• _DIRECTIONS_
Lines with the word "match" are the ones wanted. Copy each of them from the entries below.

[Stored data]
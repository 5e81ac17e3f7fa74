//! Reconnection backoff for the event-stream client.

use std::time::Duration;

/// Exponential backoff policy: the k-th retry (0-indexed) waits
/// `base_interval * 2^k`, optionally capped and jittered.
#[derive(Debug, Clone, PartialEq)]
pub struct ReconnectPolicy {
    /// Whether automatic reconnection is enabled at all.
    pub enabled: bool,
    /// Delay before the first retry.
    pub base_interval: Duration,
    /// Number of automatic retries before giving up.
    pub max_attempts: u32,
    /// Upper bound on a single delay. `None` leaves the doubling uncapped.
    pub max_delay: Option<Duration>,
    /// Randomize each delay by up to ±25%.
    pub jitter: bool,
}

impl Default for ReconnectPolicy {
    fn default() -> Self {
        Self {
            enabled: true,
            base_interval: Duration::from_millis(3000),
            max_attempts: 10,
            max_delay: None,
            jitter: false,
        }
    }
}

impl ReconnectPolicy {
    /// A policy that never retries.
    pub fn disabled() -> Self {
        Self {
            enabled: false,
            ..Self::default()
        }
    }

    /// Whether another automatic attempt is allowed after `attempts` retries.
    pub fn should_retry(&self, attempts: u32) -> bool {
        self.enabled && attempts < self.max_attempts
    }

    /// Delay before retry number `attempt` (0-indexed).
    pub fn delay_for_attempt(&self, attempt: u32) -> Duration {
        let factor = 2u32.checked_pow(attempt).unwrap_or(u32::MAX);
        let mut delay = self.base_interval.saturating_mul(factor);
        if let Some(cap) = self.max_delay {
            delay = delay.min(cap);
        }

        if self.jitter {
            let ms = delay.as_millis() as f64;
            let jitter = (rand::random::<f64>() - 0.5) * 2.0 * ms * 0.25;
            Duration::from_millis((ms + jitter).max(0.0) as u64)
        } else {
            delay
        }
    }
}
//! Market-data domain — price ticks, bounded history, derived stats.

pub mod client;
pub mod state;
pub mod wire;

use crate::shared::Symbol;
use chrono::{DateTime, Utc};
use serde::{Deserialize, Serialize};

pub use client::{MarketDataFeed, MarketDataOptions};
pub use state::{MarketDataState, DEFAULT_MAX_HISTORY};
pub use wire::{Heartbeat, MarketEvent, MarketEventDecoder};

/// One price tick for a symbol.
#[derive(Debug, Clone, PartialEq, Serialize, Deserialize)]
#[serde(rename_all = "camelCase")]
pub struct MarketDataPoint {
    pub symbol: Symbol,
    pub price: f64,
    pub change: f64,
    pub change_percent: f64,
    pub volume: f64,
    pub bid: f64,
    pub ask: f64,
    /// Epoch milliseconds.
    pub timestamp: i64,
}

impl MarketDataPoint {
    pub fn time(&self) -> Option<DateTime<Utc>> {
        DateTime::from_timestamp_millis(self.timestamp)
    }

    pub fn spread(&self) -> f64 {
        self.ask - self.bid
    }
}

/// Lowest and highest price over a history.
#[derive(Debug, Clone, Copy, PartialEq, Default, Serialize, Deserialize)]
pub struct PriceRange {
    pub min: f64,
    pub max: f64,
}

/// Statistics derived from the current history. All zero when empty.
#[derive(Debug, Clone, Copy, PartialEq, Default, Serialize, Deserialize)]
#[serde(rename_all = "camelCase")]
pub struct MarketStats {
    pub total_data_points: usize,
    pub average_price: f64,
    pub price_range: PriceRange,
}

impl MarketStats {
    pub fn from_points<'a>(points: impl IntoIterator<Item = &'a MarketDataPoint>) -> Self {
        let mut count = 0usize;
        let mut sum = 0.0;
        let mut min = f64::INFINITY;
        let mut max = f64::NEG_INFINITY;

        for point in points {
            count += 1;
            sum += point.price;
            min = min.min(point.price);
            max = max.max(point.price);
        }

        if count == 0 {
            return Self::default();
        }

        Self {
            total_data_points: count,
            average_price: sum / count as f64,
            price_range: PriceRange { min, max },
        }
    }
}

/// Named channels on the market-data stream.
#[derive(Debug, Clone, Copy, PartialEq, Eq, Hash)]
pub enum EventKind {
    Price,
    Heartbeat,
    Connected,
    Error,
}

impl EventKind {
    pub const ALL: [EventKind; 4] = [
        EventKind::Price,
        EventKind::Heartbeat,
        EventKind::Connected,
        EventKind::Error,
    ];

    pub fn as_str(&self) -> &'static str {
        match self {
            EventKind::Price => "price",
            EventKind::Heartbeat => "heartbeat",
            EventKind::Connected => "connected",
            EventKind::Error => "error",
        }
    }

    pub fn from_event_name(name: &str) -> Option<Self> {
        Self::ALL.into_iter().find(|kind| kind.as_str() == name)
    }
}

impl std::fmt::Display for EventKind {
    fn fmt(&self, f: &mut std::fmt::Formatter<'_>) -> std::fmt::Result {
        f.write_str(self.as_str())
    }
}

/// Per-channel receive counters. Only ever incremented.
#[derive(Debug, Clone, Copy, PartialEq, Eq, Default, Serialize, Deserialize)]
pub struct EventCounts {
    pub price: u64,
    pub heartbeat: u64,
    pub connected: u64,
    pub error: u64,
}

impl EventCounts {
    pub fn get(&self, kind: EventKind) -> u64 {
        match kind {
            EventKind::Price => self.price,
            EventKind::Heartbeat => self.heartbeat,
            EventKind::Connected => self.connected,
            EventKind::Error => self.error,
        }
    }

    pub fn total(&self) -> u64 {
        self.price + self.heartbeat + self.connected + self.error
    }

    pub(crate) fn record(&mut self, kind: EventKind) {
        let slot = match kind {
            EventKind::Price => &mut self.price,
            EventKind::Heartbeat => &mut self.heartbeat,
            EventKind::Connected => &mut self.connected,
            EventKind::Error => &mut self.error,
        };
        *slot = slot.saturating_add(1);
    }
}
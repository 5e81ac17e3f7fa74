//! Connection state container with named transitions.
//!
//! All mutations of a client's observable state go through
//! [`ConnectionMachine`]. The machine is synchronous and owns no I/O, so the
//! client's background task (or a test) decides when each transition happens.

use std::time::Duration;

use crate::error::SseError;
use crate::sse::backoff::ReconnectPolicy;

/// Connection lifecycle state.
#[derive(Debug, Clone, Copy, PartialEq, Eq, Hash, Default)]
pub enum ConnectionState {
    Connecting,
    Connected,
    #[default]
    Disconnected,
    Error,
}

impl std::fmt::Display for ConnectionState {
    fn fmt(&self, f: &mut std::fmt::Formatter<'_>) -> std::fmt::Result {
        let s = match self {
            ConnectionState::Connecting => "connecting",
            ConnectionState::Connected => "connected",
            ConnectionState::Disconnected => "disconnected",
            ConnectionState::Error => "error",
        };
        f.write_str(s)
    }
}

/// Read-only snapshot of a client's state.
#[derive(Debug, Clone, PartialEq)]
pub struct ClientState<T> {
    /// Most recent decoded payload.
    pub data: Option<T>,
    pub connection_state: ConnectionState,
    /// Most recent transport error; cleared on a successful open.
    pub error: Option<SseError>,
    /// Automatic retries since the last successful open.
    pub reconnect_attempts: u32,
    /// Last `id:` seen on the stream, re-sent as `Last-Event-ID` on reconnect.
    pub last_event_id: Option<String>,
}

impl<T> Default for ClientState<T> {
    fn default() -> Self {
        Self {
            data: None,
            connection_state: ConnectionState::Disconnected,
            error: None,
            reconnect_attempts: 0,
            last_event_id: None,
        }
    }
}

/// What the driver must do after a transport error.
#[derive(Debug, Clone, Copy, PartialEq, Eq)]
pub enum ErrorAction {
    /// Wait `delay`, then call [`ConnectionMachine::on_retry`] and reconnect.
    Retry { delay: Duration, attempt: u32 },
    /// Retries exhausted or disabled; the connection is now closed.
    GiveUp,
}

/// State machine behind [`SseClient`](crate::sse::client::SseClient).
#[derive(Debug, Clone)]
pub struct ConnectionMachine<T> {
    policy: ReconnectPolicy,
    state: ClientState<T>,
}

impl<T> ConnectionMachine<T> {
    pub fn new(policy: ReconnectPolicy) -> Self {
        Self {
            policy,
            state: ClientState::default(),
        }
    }

    pub fn state(&self) -> &ClientState<T> {
        &self.state
    }

    pub fn policy(&self) -> &ReconnectPolicy {
        &self.policy
    }

    pub fn connection_state(&self) -> ConnectionState {
        self.state.connection_state
    }

    /// A connection attempt is starting.
    pub fn on_connecting(&mut self) {
        self.state.connection_state = ConnectionState::Connecting;
    }

    /// The stream opened successfully.
    pub fn on_open(&mut self) {
        self.state.connection_state = ConnectionState::Connected;
        self.state.error = None;
        self.state.reconnect_attempts = 0;
    }

    /// A payload was decoded.
    pub fn on_message(&mut self, data: T) {
        self.state.data = Some(data);
    }

    /// Last event ID in effect for the frame just dispatched. `None` after
    /// the server reset it with an empty `id:` field.
    pub fn on_event_id(&mut self, id: Option<String>) {
        self.state.last_event_id = id;
    }

    /// The connection failed or dropped.
    pub fn on_error(&mut self, error: SseError) -> ErrorAction {
        self.state.connection_state = ConnectionState::Error;
        self.state.error = Some(error);

        let attempts = self.state.reconnect_attempts;
        if self.policy.should_retry(attempts) {
            ErrorAction::Retry {
                delay: self.policy.delay_for_attempt(attempts),
                attempt: attempts + 1,
            }
        } else {
            self.state.connection_state = ConnectionState::Disconnected;
            ErrorAction::GiveUp
        }
    }

    /// A scheduled retry fired.
    pub fn on_retry(&mut self) {
        self.state.reconnect_attempts += 1;
        self.state.connection_state = ConnectionState::Connecting;
    }

    /// The caller closed the connection. Returns `false` if it was already closed.
    pub fn on_close(&mut self) -> bool {
        let was_open = self.state.connection_state != ConnectionState::Disconnected;
        self.state.connection_state = ConnectionState::Disconnected;
        was_open
    }

    /// Start a fresh retry cycle (manual reconnect).
    pub fn reset_attempts(&mut self) {
        self.state.reconnect_attempts = 0;
    }
}
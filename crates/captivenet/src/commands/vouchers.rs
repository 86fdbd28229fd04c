//! Voucher command handlers.

use std::sync::Arc;

use chrono::{DateTime, TimeDelta, Utc};
use serde::Serialize;
use tabled::Tabled;

use captivenet_core::{
    Action, Command as CoreCommand, CommandResult, Console, GenerateVouchersRequest,
    RedeemVoucherRequest, Role, Session, Voucher,
};

use crate::cli::{GlobalOpts, VouchersArgs, VouchersCommand};
use crate::error::CliError;
use crate::output;

use super::{sessions, util};

// ── Table row ───────────────────────────────────────────────────────

#[derive(Tabled)]
struct VoucherRow {
    #[tabled(rename = "Code")]
    code: String,
    #[tabled(rename = "Plan")]
    plan: u64,
    #[tabled(rename = "Status")]
    status: String,
    #[tabled(rename = "Uses")]
    uses: String,
    #[tabled(rename = "Valid Until")]
    valid_until: String,
    #[tabled(rename = "Notes")]
    notes: String,
}

impl VoucherRow {
    fn new(v: &Voucher, now: DateTime<Utc>, color: bool) -> Self {
        Self {
            code: v.code.to_string(),
            plan: v.plan_id.get(),
            status: output::paint_voucher_status(v.status_at(now), color),
            uses: format!("{}/{}", v.used_count, v.max_uses),
            valid_until: output::fmt_time(v.valid_until),
            notes: v.notes.clone().unwrap_or_default(),
        }
    }
}

#[derive(Serialize)]
struct Redemption {
    session: Arc<Session>,
    voucher: Arc<Voucher>,
}

// ── Handler ─────────────────────────────────────────────────────────

pub async fn handle(
    console: &Console,
    args: VouchersArgs,
    role: &Role,
    global: &GlobalOpts,
) -> Result<(), CliError> {
    let color = output::should_color(&global.color);
    let now = console.now();
    let show_list = |vouchers: &[Arc<Voucher>]| {
        let out = output::render_list(
            &global.output,
            vouchers,
            |v| VoucherRow::new(v, now, color),
            |v| v.code.to_string(),
        );
        output::print_output(&out, global.quiet);
    };

    match args.command {
        VouchersCommand::List { status } => {
            util::require(console, role, Action::GenerateVoucher)?;
            let vouchers: Vec<_> = console
                .vouchers_snapshot()
                .into_iter()
                .filter(|v| status.is_none_or(|s| v.status_at(now) == s))
                .collect();
            show_list(vouchers.as_slice());
            Ok(())
        }

        VouchersCommand::Generate {
            plan,
            quantity,
            max_uses,
            valid_for,
            notes,
        } => {
            let valid_until = valid_for
                .map(|d| {
                    TimeDelta::from_std(d.into()).map_err(|_| CliError::Validation {
                        field: "valid-for".into(),
                        reason: "duration out of range".into(),
                    })
                })
                .transpose()?
                .map(|offset| now + offset);
            let req = GenerateVouchersRequest {
                plan_id: plan,
                quantity,
                max_uses,
                valid_from: None,
                valid_until,
                notes,
                created_by: None,
            };
            let result = console
                .execute_as(role, CoreCommand::GenerateVouchers(req))
                .await?;
            if let CommandResult::Vouchers(vouchers) = result {
                output::notice(
                    &format!("Generated {} voucher(s) for plan {plan}", vouchers.len()),
                    global.quiet,
                );
                show_list(vouchers.as_slice());
            }
            Ok(())
        }

        VouchersCommand::Redeem {
            code,
            mac,
            device_name,
            ip,
        } => {
            let req = RedeemVoucherRequest {
                code,
                device: util::device(&mac, device_name, ip)?,
            };
            if let CommandResult::Redeemed { session, voucher } =
                console.execute(CoreCommand::RedeemVoucher(req)).await?
            {
                let redemption = Redemption { session, voucher };
                let out = output::render_single(
                    &global.output,
                    &redemption,
                    |r| {
                        format!(
                            "Redeemed {} ({} use(s) left)\n\n{}",
                            r.voucher.code,
                            r.voucher.uses_remaining(),
                            sessions::detail(&r.session, now, color)
                        )
                    },
                    |r| r.session.id.to_string(),
                );
                output::print_output(&out, global.quiet);
            }
            Ok(())
        }

        VouchersCommand::Revoke { code } => {
            if !util::confirm(&format!("Revoke voucher {code}?"), global.yes)? {
                return Ok(());
            }
            let result = console
                .execute_as(role, CoreCommand::RevokeVoucher { code })
                .await?;
            if let CommandResult::Voucher(voucher) = result {
                output::notice(&format!("Voucher {} revoked", voucher.code), global.quiet);
                show_list(std::slice::from_ref(&voucher));
            }
            Ok(())
        }
    }
}
// ── Domain model ──
//
// Canonical types shared by the ledger, directory, voucher book, account
// registry and every consumer (CLI, future UI).

pub mod account;
pub mod ids;
pub mod plan;
pub mod quota;
pub mod session;
pub mod voucher;

// ── Re-exports ──────────────────────────────────────────────────────

pub use account::{Account, AccountStatus};
pub use ids::{AccountId, MacAddress, PlanId, RequestId, SessionId, VoucherCode};
pub use plan::{GIB, HOUR_SECS, Plan, PlanType};
pub use quota::{Dimension, Quota, QuotaStatus, Thresholds};
pub use session::{
    Closure, DeviceRef, Session, SessionKind, SessionOwner, SessionStatus, TerminateOutcome,
};
pub use voucher::{Voucher, VoucherStatus};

• _EXERCISE ANSWER_
        match self {
        match kind {
        let slot = match kind {
        let s = match self {
    match args.command {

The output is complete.